Alexandria
The first state-funded research city.
Kernel
Alexandria is the first city in human history founded specifically to be a research center. Founded by Alexander in 331 BCE on the Mediterranean's deepest natural harbor, it housed the Mouseion (a state-funded institute) and the Library — at peak holdings perhaps 500,000 scrolls. Within a century it had produced Euclid's Elements, Eratosthenes's measurement of the earth, Aristarchus's heliocentric model, and the engineering tradition that gave us Heron's automata. For seven centuries it was the center.
Why it rose
Three coincidences: a Macedonian general with imperial appetite, an Egyptian grain surplus large enough to feed a research city, and a Mediterranean harbor at the exact point where Greek shipping met Egyptian agriculture. Add a deliberate Ptolemaic policy — the king will buy any scroll that arrives in port — and the world's first concentration of working scientific knowledge became state policy.
Doctrine
Pay scholars to live together; require nothing of them but their work. The model is later copied at Baghdad's House of Wisdom, Renaissance Florence's Medici court, and modern Bell Labs.
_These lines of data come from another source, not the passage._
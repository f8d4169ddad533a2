//! Structured telemetry initialisation for the control service.

use std::io::{self, IsTerminal};

use once_cell::sync::OnceCell;
use tracing::{Subscriber, subscriber::SetGlobalDefaultError};
use tracing_subscriber::registry::LookupSpan;
use tracing_subscriber::{EnvFilter, Layer, fmt, prelude::*};

use radarctl_config::{Config, LogFormat};

static TELEMETRY_GUARD: OnceCell<()> = OnceCell::new();

/// Handle returned when telemetry has been initialised.
#[derive(Debug, Default, Clone, Copy)]
pub struct TelemetryHandle;

/// Errors encountered while configuring telemetry.
#[derive(Debug, thiserror::Error)]
pub enum TelemetryError {
    /// Failed to parse the configured log filter expression.
    #[error("invalid log filter: {0}")]
    Filter(String),
    /// Failed to install the tracing subscriber.
    #[error("failed to install telemetry subscriber: {0}")]
    Subscriber(SetGlobalDefaultError),
}

/// Installs the global tracing subscriber on first use.
///
/// Later calls return a fresh [`TelemetryHandle`] without touching the global
/// subscriber, so bootstrap can run more than once per process (as it does
/// in tests). A failed first attempt is retried on the next call.
///
/// # Errors
///
/// Returns [`TelemetryError::Filter`] for an unparsable `log_filter` and
/// [`TelemetryError::Subscriber`] when another subscriber is already
/// installed.
pub fn initialise(config: &Config) -> Result<TelemetryHandle, TelemetryError> {
    TELEMETRY_GUARD
        .get_or_try_init(|| install_subscriber(config))
        .map(|_| TelemetryHandle)
}

fn install_subscriber(config: &Config) -> Result<(), TelemetryError> {
    let filter = EnvFilter::try_new(config.log_filter())
        .map_err(|error| TelemetryError::Filter(error.to_string()))?;
    let subscriber = tracing_subscriber::registry()
        .with(filter)
        .with(output_layer(config.log_format()));
    tracing::subscriber::set_global_default(subscriber).map_err(TelemetryError::Subscriber)
}

/// Formats events to stderr. Session threads are named, so thread names are
/// kept to tell concurrent sessions apart.
fn output_layer<S>(format: LogFormat) -> Box<dyn Layer<S> + Send + Sync>
where
    S: Subscriber + for<'span> LookupSpan<'span>,
{
    let layer = fmt::layer()
        .with_writer(io::stderr)
        .with_ansi(io::stderr().is_terminal())
        .with_target(true)
        .with_thread_names(true)
        .with_timer(fmt::time::UtcTime::rfc_3339());
    match format {
        LogFormat::Json => layer.json().flatten_event(true).boxed(),
        LogFormat::Compact => layer.compact().boxed(),
    }
}
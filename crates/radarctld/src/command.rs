//! The capability shared by every executable control command.
//!
//! A command is identified by a case-sensitive name and executes against an
//! output sink. Output is written as it is produced; the session layer streams
//! it to the peer and closes the connection when `execute` returns, which is
//! the only end-of-reply signal the protocol has.

use std::io::{self, Write};

use thiserror::Error;

/// Executable unit of work registered with the
/// [`CommandRegistry`](crate::CommandRegistry).
///
/// Commands are shared between the registry and every in-flight session, so
/// implementations must be `Send + Sync`. Any state mutated during `execute`
/// needs its own synchronisation; the registry only guarantees safe concurrent
/// lookup.
pub trait Command: Send + Sync {
    /// Unique, case-sensitive name clients send to invoke the command.
    fn name(&self) -> &str;

    /// Runs the command, writing any reply bytes to `output`.
    ///
    /// # Errors
    ///
    /// Returns [`CommandError`] when the action fails or the reply cannot be
    /// written. Output already written stays on the wire.
    fn execute(&self, output: &mut dyn Write) -> Result<(), CommandError>;
}

/// Failures raised while executing a command.
#[derive(Debug, Error)]
pub enum CommandError {
    /// Writing the reply failed.
    #[error("failed to write command output: {0}")]
    Io(#[from] io::Error),
    /// Serialising a structured reply failed.
    #[error("failed to serialise command output: {0}")]
    Serialize(#[from] serde_json::Error),
    /// The command ran but could not complete its action.
    #[error("{message}")]
    Failed { message: String },
}

impl CommandError {
    /// Creates a failure carrying a human-readable message.
    pub fn failed(message: impl Into<String>) -> Self {
        Self::Failed {
            message: message.into(),
        }
    }
}

/// Command that replies with a fixed byte sequence.
///
/// Useful for simple acknowledgements and as a building block in tests.
#[derive(Debug, Clone)]
pub struct StaticReply {
    name: String,
    reply: Vec<u8>,
}

impl StaticReply {
    /// Creates a command named `name` that writes `reply` when executed.
    pub fn new(name: impl Into<String>, reply: impl Into<Vec<u8>>) -> Self {
        Self {
            name: name.into(),
            reply: reply.into(),
        }
    }
}

impl Command for StaticReply {
    fn name(&self) -> &str {
        &self.name
    }

    fn execute(&self, output: &mut dyn Write) -> Result<(), CommandError> {
        output.write_all(&self.reply)?;
        Ok(())
    }
}

#[cfg(test)]
mod tests {
    use super::*;

    #[test]
    fn static_reply_writes_exact_bytes() {
        let command = StaticReply::new("ping", b"pong\0\n".to_vec());
        let mut output = Vec::new();
        command.execute(&mut output).expect("execute");
        assert_eq!(command.name(), "ping");
        assert_eq!(output, b"pong\0\n");
    }

    #[test]
    fn failed_error_displays_message() {
        let error = CommandError::failed("acquisition not configured");
        assert_eq!(error.to_string(), "acquisition not configured");
    }
}
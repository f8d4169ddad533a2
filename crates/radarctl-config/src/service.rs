//! Resolves the well-known service name into a TCP port.
//!
//! Clients address the daemon by service name rather than by port number. The
//! name is looked up in a services database using the `/etc/services` layout:
//!
//! ```text
//! # name      port/protocol  aliases...
//! radarctl    54321/tcp      radar-control
//! ```

use std::fs;
use std::str::FromStr;

use camino::{Utf8Path, Utf8PathBuf};
use serde::{Deserialize, Deserializer};
use thiserror::Error;

use crate::Config;

const TCP_PROTOCOL: &str = "tcp";

/// One `name port/protocol aliases...` record.
#[derive(Debug, Clone, PartialEq, Eq)]
pub struct ServiceEntry {
    name: String,
    port: u16,
    protocol: String,
    aliases: Vec<String>,
}

impl ServiceEntry {
    /// Canonical service name.
    #[must_use]
    pub fn name(&self) -> &str {
        &self.name
    }

    /// Port number.
    #[must_use]
    pub fn port(&self) -> u16 {
        self.port
    }

    /// Transport protocol, for example `tcp`.
    #[must_use]
    pub fn protocol(&self) -> &str {
        &self.protocol
    }

    /// Returns true when `name` is the canonical name or one of the aliases.
    /// Matching is case-sensitive.
    #[must_use]
    pub fn answers_to(&self, name: &str) -> bool {
        self.name == name || self.aliases.iter().any(|alias| alias == name)
    }

    fn parse_line(line: &str) -> Option<Self> {
        let content = line.split('#').next().unwrap_or_default();
        let mut fields = content.split_whitespace();
        let name = fields.next()?;
        let (port, protocol) = fields.next()?.split_once('/')?;
        let port = port.parse().ok()?;
        Some(Self {
            name: name.to_owned(),
            port,
            protocol: protocol.to_ascii_lowercase(),
            aliases: fields.map(str::to_owned).collect(),
        })
    }
}

/// Parsed services database.
///
/// Lines that do not follow the `name port/protocol` layout are skipped, as
/// the system resolver does.
#[derive(Debug, Clone, Default, PartialEq, Eq)]
pub struct ServiceTable {
    entries: Vec<ServiceEntry>,
}

impl ServiceTable {
    /// Reads and parses a services database file.
    pub fn load(path: &Utf8Path) -> Result<Self, ServiceResolveError> {
        let contents = fs::read_to_string(path).map_err(|source| ServiceResolveError::Read {
            path: path.to_path_buf(),
            source,
        })?;
        Ok(Self::parse(&contents))
    }

    /// Parses services database text.
    #[must_use]
    pub fn parse(contents: &str) -> Self {
        Self {
            entries: contents.lines().filter_map(ServiceEntry::parse_line).collect(),
        }
    }

    /// Returns the port of the first entry answering to `name` over `protocol`.
    #[must_use]
    pub fn lookup(&self, name: &str, protocol: &str) -> Option<u16> {
        self.entries
            .iter()
            .find(|entry| entry.protocol.eq_ignore_ascii_case(protocol) && entry.answers_to(name))
            .map(ServiceEntry::port)
    }

    /// Number of parsed entries.
    #[must_use]
    pub fn len(&self) -> usize {
        self.entries.len()
    }

    /// Returns true when no entries were parsed.
    #[must_use]
    pub fn is_empty(&self) -> bool {
        self.entries.is_empty()
    }
}

impl FromStr for ServiceTable {
    type Err = std::convert::Infallible;

    fn from_str(contents: &str) -> Result<Self, Self::Err> {
        Ok(Self::parse(contents))
    }
}

/// Errors raised while resolving the service port.
#[derive(Debug, Error)]
pub enum ServiceResolveError {
    /// The services database could not be read and no fallback port is set.
    #[error("failed to read services database '{path}': {source}")]
    Read {
        path: Utf8PathBuf,
        #[source]
        source: std::io::Error,
    },
    /// The service is not listed and no fallback port is set.
    #[error("service '{service}' is not listed in '{path}' for tcp")]
    Unknown { service: String, path: Utf8PathBuf },
}

/// Resolves the configured service name into a TCP port.
///
/// A numeric service name is used as the port directly. Otherwise the name is
/// looked up in the configured services database; when the database cannot be
/// read or does not list the service, the configured fallback port is used if
/// present.
pub fn resolve_service_port(config: &Config) -> Result<u16, ServiceResolveError> {
    let service = config.service_name().trim();
    if let Ok(port) = service.parse::<u16>() {
        return Ok(port);
    }

    let path = config.services_path();
    let found = match ServiceTable::load(path) {
        Ok(table) => table.lookup(service, TCP_PROTOCOL),
        Err(error) => match config.fallback_port() {
            Some(_) => None,
            None => return Err(error),
        },
    };

    found
        .or_else(|| config.fallback_port())
        .ok_or_else(|| ServiceResolveError::Unknown {
            service: service.to_owned(),
            path: path.to_path_buf(),
        })
}

/// Accepts the service name as text or as a bare port number.
///
/// Environment layers coerce `RADARCTL_SERVICE_NAME=54400` into an integer
/// before it reaches `Config`.
pub(crate) fn deserialize_service_name<'de, D>(deserializer: D) -> Result<String, D::Error>
where
    D: Deserializer<'de>,
{
    #[derive(Deserialize)]
    #[serde(untagged)]
    enum ServiceName {
        Name(String),
        Port(u64),
    }

    Ok(match ServiceName::deserialize(deserializer)? {
        ServiceName::Name(name) => name,
        ServiceName::Port(port) => port.to_string(),
    })
}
Alexandria was the patient-capital research city's prototype.
What it gave the world
The Elements (Euclid). Earth's circumference (Eratosthenes, ~1% accurate). Heliocentrism (Aristarchus). The almost-modern catalog (Ptolemy). The translation infrastructure that put Hebrew, Egyptian, Persian, and Indian thought into Greek for the first time. The intellectual cargo Alexandria put on the road shaped Rome, Baghdad, and ultimately Europe.
Why it declined
Slow decline through Roman imperial neglect, gradual loss of the Library's holdings (the "single fire" story is a myth; the holdings dispersed through centuries of war, fire, and bureaucratic decay), and the 642 CE Arab conquest that re-routed the Mediterranean's center of gravity to Damascus and then Baghdad. The institution died; the texts traveled.